# [Activity]
Give the records once more, exactly as they stand.

# [Excerpted records]

((

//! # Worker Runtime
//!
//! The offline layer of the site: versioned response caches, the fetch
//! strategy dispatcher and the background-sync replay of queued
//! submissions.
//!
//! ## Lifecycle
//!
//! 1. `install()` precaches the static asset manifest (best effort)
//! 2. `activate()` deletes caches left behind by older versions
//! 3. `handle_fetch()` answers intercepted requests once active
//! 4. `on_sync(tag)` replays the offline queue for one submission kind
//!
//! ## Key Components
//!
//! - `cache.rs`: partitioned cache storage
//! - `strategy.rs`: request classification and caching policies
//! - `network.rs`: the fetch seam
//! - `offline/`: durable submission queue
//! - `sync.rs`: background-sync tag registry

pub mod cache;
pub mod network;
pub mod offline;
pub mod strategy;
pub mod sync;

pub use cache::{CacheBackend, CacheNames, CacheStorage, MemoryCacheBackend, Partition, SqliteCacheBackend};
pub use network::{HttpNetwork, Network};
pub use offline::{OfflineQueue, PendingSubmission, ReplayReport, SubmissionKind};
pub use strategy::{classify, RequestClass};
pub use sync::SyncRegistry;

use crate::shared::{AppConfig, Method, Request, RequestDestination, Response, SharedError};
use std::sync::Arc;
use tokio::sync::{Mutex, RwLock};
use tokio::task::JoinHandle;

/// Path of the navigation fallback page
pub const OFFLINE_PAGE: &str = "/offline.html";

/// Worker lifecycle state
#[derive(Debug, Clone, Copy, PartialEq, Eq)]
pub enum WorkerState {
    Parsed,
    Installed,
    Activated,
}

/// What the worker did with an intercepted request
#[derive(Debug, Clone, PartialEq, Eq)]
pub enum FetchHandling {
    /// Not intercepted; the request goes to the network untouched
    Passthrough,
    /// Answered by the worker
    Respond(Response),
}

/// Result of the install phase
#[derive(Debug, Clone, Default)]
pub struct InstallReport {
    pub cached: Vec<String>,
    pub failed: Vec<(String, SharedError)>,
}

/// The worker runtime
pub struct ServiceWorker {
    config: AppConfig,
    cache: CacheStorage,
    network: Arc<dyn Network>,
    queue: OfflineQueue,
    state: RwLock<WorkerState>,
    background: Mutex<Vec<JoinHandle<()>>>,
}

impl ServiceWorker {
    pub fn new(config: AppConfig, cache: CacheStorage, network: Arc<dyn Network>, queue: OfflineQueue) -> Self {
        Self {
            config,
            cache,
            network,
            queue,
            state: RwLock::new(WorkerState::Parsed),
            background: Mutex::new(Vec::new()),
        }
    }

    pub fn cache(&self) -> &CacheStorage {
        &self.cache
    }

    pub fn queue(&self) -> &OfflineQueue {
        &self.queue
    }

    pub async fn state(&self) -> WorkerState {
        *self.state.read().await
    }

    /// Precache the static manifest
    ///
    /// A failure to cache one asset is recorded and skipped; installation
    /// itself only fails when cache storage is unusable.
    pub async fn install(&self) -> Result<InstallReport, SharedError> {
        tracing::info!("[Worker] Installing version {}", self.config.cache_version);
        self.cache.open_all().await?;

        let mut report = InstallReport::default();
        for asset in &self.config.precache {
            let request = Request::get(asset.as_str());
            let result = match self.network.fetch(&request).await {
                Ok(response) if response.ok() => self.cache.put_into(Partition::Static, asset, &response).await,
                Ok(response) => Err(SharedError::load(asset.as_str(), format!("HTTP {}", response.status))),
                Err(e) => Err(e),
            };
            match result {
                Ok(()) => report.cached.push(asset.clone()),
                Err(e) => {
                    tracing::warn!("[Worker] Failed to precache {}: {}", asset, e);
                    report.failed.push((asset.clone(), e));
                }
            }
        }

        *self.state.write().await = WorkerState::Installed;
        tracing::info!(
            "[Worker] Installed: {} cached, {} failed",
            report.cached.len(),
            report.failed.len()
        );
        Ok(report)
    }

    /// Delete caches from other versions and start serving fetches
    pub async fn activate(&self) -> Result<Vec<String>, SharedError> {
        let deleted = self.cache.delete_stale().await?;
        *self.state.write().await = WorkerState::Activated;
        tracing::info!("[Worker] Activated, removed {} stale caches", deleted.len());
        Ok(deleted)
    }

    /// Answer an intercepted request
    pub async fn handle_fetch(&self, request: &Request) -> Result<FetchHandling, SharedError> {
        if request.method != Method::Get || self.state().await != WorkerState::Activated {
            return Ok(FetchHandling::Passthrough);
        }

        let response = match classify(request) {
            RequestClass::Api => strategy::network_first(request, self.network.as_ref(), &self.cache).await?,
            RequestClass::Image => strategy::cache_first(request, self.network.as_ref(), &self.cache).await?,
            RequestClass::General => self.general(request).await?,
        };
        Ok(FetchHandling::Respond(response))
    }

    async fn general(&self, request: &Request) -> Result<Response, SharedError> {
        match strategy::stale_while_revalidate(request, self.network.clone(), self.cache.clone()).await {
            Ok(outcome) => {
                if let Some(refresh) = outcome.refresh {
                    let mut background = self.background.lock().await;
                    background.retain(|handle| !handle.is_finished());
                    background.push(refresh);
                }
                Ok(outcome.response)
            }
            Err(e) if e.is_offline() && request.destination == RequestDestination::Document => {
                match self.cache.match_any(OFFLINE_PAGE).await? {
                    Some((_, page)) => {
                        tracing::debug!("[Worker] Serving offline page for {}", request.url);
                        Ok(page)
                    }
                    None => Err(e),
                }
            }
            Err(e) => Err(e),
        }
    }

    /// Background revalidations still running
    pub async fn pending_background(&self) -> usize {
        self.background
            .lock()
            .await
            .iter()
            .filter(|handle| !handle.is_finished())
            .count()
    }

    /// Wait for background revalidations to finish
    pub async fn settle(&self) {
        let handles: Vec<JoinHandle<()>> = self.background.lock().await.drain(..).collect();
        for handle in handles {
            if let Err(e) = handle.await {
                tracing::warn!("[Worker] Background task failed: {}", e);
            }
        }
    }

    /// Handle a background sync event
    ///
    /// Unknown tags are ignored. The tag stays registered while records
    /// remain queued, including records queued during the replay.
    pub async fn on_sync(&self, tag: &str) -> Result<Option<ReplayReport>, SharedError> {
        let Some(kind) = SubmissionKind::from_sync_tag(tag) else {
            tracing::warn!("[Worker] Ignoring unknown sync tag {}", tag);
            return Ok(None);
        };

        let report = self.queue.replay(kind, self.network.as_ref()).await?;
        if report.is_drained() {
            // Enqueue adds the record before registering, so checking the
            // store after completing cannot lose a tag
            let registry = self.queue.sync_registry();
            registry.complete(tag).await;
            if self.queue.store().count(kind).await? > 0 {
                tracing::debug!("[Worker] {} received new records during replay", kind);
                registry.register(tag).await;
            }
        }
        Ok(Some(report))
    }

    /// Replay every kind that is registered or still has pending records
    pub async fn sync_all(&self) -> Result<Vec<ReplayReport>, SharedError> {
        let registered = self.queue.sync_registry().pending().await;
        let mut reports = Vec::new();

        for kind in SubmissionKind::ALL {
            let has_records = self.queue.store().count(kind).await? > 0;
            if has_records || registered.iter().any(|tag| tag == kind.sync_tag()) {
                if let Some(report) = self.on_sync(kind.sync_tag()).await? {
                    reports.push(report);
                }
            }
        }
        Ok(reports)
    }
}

))

# [Exercise solution]
//! # Worker Runtime
//!
//! The offline layer of the site: versioned response caches, the fetch
//! strategy dispatcher and the background-sync replay of queued
//! submissions.
//!
//! ## Lifecycle
//!
//! 1. `install()` precaches the static asset manifest (best effort)
//! 2. `activate()` deletes caches left behind by older versions
//! 3. `handle_fetch()` answers intercepted requests once active
//! 4. `on_sync(tag)` replays the offline queue for one submission kind
//!
//! ## Key Components
//!
//! - `cache.rs`: partitioned cache storage
//! - `strategy.rs`: request classification and caching policies
//! - `network.rs`: the fetch seam
//! - `offline/`: durable submission queue
//! - `sync.rs`: background-sync tag registry

pub mod cache;
pub mod network;
pub mod offline;
pub mod strategy;
pub mod sync;

pub use cache::{CacheBackend, CacheNames, CacheStorage, MemoryCacheBackend, Partition, SqliteCacheBackend};
pub use network::{HttpNetwork, Network};
pub use offline::{OfflineQueue, PendingSubmission, ReplayReport, SubmissionKind};
pub use strategy::{classify, RequestClass};
pub use sync::SyncRegistry;

use crate::shared::{AppConfig, Method, Request, RequestDestination, Response, SharedError};
use std::sync::Arc;
use tokio::sync::{Mutex, RwLock};
use tokio::task::JoinHandle;

/// Path of the navigation fallback page
pub const OFFLINE_PAGE: &str = "/offline.html";

/// Worker lifecycle state
#[derive(Debug, Clone, Copy, PartialEq, Eq)]
pub enum WorkerState {
    Parsed,
    Installed,
    Activated,
}

/// What the worker did with an intercepted request
#[derive(Debug, Clone, PartialEq, Eq)]
pub enum FetchHandling {
    /// Not intercepted; the request goes to the network untouched
    Passthrough,
    /// Answered by the worker
    Respond(Response),
}

/// Result of the install phase
#[derive(Debug, Clone, Default)]
pub struct InstallReport {
    pub cached: Vec<String>,
    pub failed: Vec<(String, SharedError)>,
}

/// The worker runtime
pub struct ServiceWorker {
    config: AppConfig,
    cache: CacheStorage,
    network: Arc<dyn Network>,
    queue: OfflineQueue,
    state: RwLock<WorkerState>,
    background: Mutex<Vec<JoinHandle<()>>>,
}

impl ServiceWorker {
    pub fn new(config: AppConfig, cache: CacheStorage, network: Arc<dyn Network>, queue: OfflineQueue) -> Self {
        Self {
            config,
            cache,
            network,
            queue,
            state: RwLock::new(WorkerState::Parsed),
            background: Mutex::new(Vec::new()),
        }
    }

    pub fn cache(&self) -> &CacheStorage {
        &self.cache
    }

    pub fn queue(&self) -> &OfflineQueue {
        &self.queue
    }

    pub async fn state(&self) -> WorkerState {
        *self.state.read().await
    }

    /// Precache the static manifest
    ///
    /// A failure to cache one asset is recorded and skipped; installation
    /// itself only fails when cache storage is unusable.
    pub async fn install(&self) -> Result<InstallReport, SharedError> {
        tracing::info!("[Worker] Installing version {}", self.config.cache_version);
        self.cache.open_all().await?;

        let mut report = InstallReport::default();
        for asset in &self.config.precache {
            let request = Request::get(asset.as_str());
            let result = match self.network.fetch(&request).await {
                Ok(response) if response.ok() => self.cache.put_into(Partition::Static, asset, &response).await,
                Ok(response) => Err(SharedError::load(asset.as_str(), format!("HTTP {}", response.status))),
                Err(e) => Err(e),
            };
            match result {
                Ok(()) => report.cached.push(asset.clone()),
                Err(e) => {
                    tracing::warn!("[Worker] Failed to precache {}: {}", asset, e);
                    report.failed.push((asset.clone(), e));
                }
            }
        }

        *self.state.write().await = WorkerState::Installed;
        tracing::info!(
            "[Worker] Installed: {} cached, {} failed",
            report.cached.len(),
            report.failed.len()
        );
        Ok(report)
    }

    /// Delete caches from other versions and start serving fetches
    pub async fn activate(&self) -> Result<Vec<String>, SharedError> {
        let deleted = self.cache.delete_stale().await?;
        *self.state.write().await = WorkerState::Activated;
        tracing::info!("[Worker] Activated, removed {} stale caches", deleted.len());
        Ok(deleted)
    }

    /// Answer an intercepted request
    pub async fn handle_fetch(&self, request: &Request) -> Result<FetchHandling, SharedError> {
        if request.method != Method::Get || self.state().await != WorkerState::Activated {
            return Ok(FetchHandling::Passthrough);
        }

        let response = match classify(request) {
            RequestClass::Api => strategy::network_first(request, self.network.as_ref(), &self.cache).await?,
            RequestClass::Image => strategy::cache_first(request, self.network.as_ref(), &self.cache).await?,
            RequestClass::General => self.general(request).await?,
        };
        Ok(FetchHandling::Respond(response))
    }

    async fn general(&self, request: &Request) -> Result<Response, SharedError> {
        match strategy::stale_while_revalidate(request, self.network.clone(), self.cache.clone()).await {
            Ok(outcome) => {
                if let Some(refresh) = outcome.refresh {
                    let mut background = self.background.lock().await;
                    background.retain(|handle| !handle.is_finished());
                    background.push(refresh);
                }
                Ok(outcome.response)
            }
            Err(e) if e.is_offline() && request.destination == RequestDestination::Document => {
                match self.cache.match_any(OFFLINE_PAGE).await? {
                    Some((_, page)) => {
                        tracing::debug!("[Worker] Serving offline page for {}", request.url);
                        Ok(page)
                    }
                    None => Err(e),
                }
            }
            Err(e) => Err(e),
        }
    }

    /// Background revalidations still running
    pub async fn pending_background(&self) -> usize {
        self.background
            .lock()
            .await
            .iter()
            .filter(|handle| !handle.is_finished())
            .count()
    }

    /// Wait for background revalidations to finish
    pub async fn settle(&self) {
        let handles: Vec<JoinHandle<()>> = self.background.lock().await.drain(..).collect();
        for handle in handles {
            if let Err(e) = handle.await {
                tracing::warn!("[Worker] Background task failed: {}", e);
            }
        }
    }

    /// Handle a background sync event
    ///
    /// Unknown tags are ignored. The tag stays registered while records
    /// remain queued, including records queued during the replay.
    pub async fn on_sync(&self, tag: &str) -> Result<Option<ReplayReport>, SharedError> {
        let Some(kind) = SubmissionKind::from_sync_tag(tag) else {
            tracing::warn!("[Worker] Ignoring unknown sync tag {}", tag);
            return Ok(None);
        };

        let report = self.queue.replay(kind, self.network.as_ref()).await?;
        if report.is_drained() {
            // Enqueue adds the record before registering, so checking the
            // store after completing cannot lose a tag
            let registry = self.queue.sync_registry();
            registry.complete(tag).await;
            if self.queue.store().count(kind).await? > 0 {
                tracing::debug!("[Worker] {} received new records during replay", kind);
                registry.register(tag).await;
            }
        }
        Ok(Some(report))
    }

    /// Replay every kind that is registered or still has pending records
    pub async fn sync_all(&self) -> Result<Vec<ReplayReport>, SharedError> {
        let registered = self.queue.sync_registry().pending().await;
        let mut reports = Vec::new();

        for kind in SubmissionKind::ALL {
            let has_records = self.queue.store().count(kind).await? > 0;
            if has_records || registered.iter().any(|tag| tag == kind.sync_tag()) {
                if let Some(report) = self.on_sync(kind.sync_tag()).await? {
                    reports.push(report);
                }
            }
        }
        Ok(reports)
    }
}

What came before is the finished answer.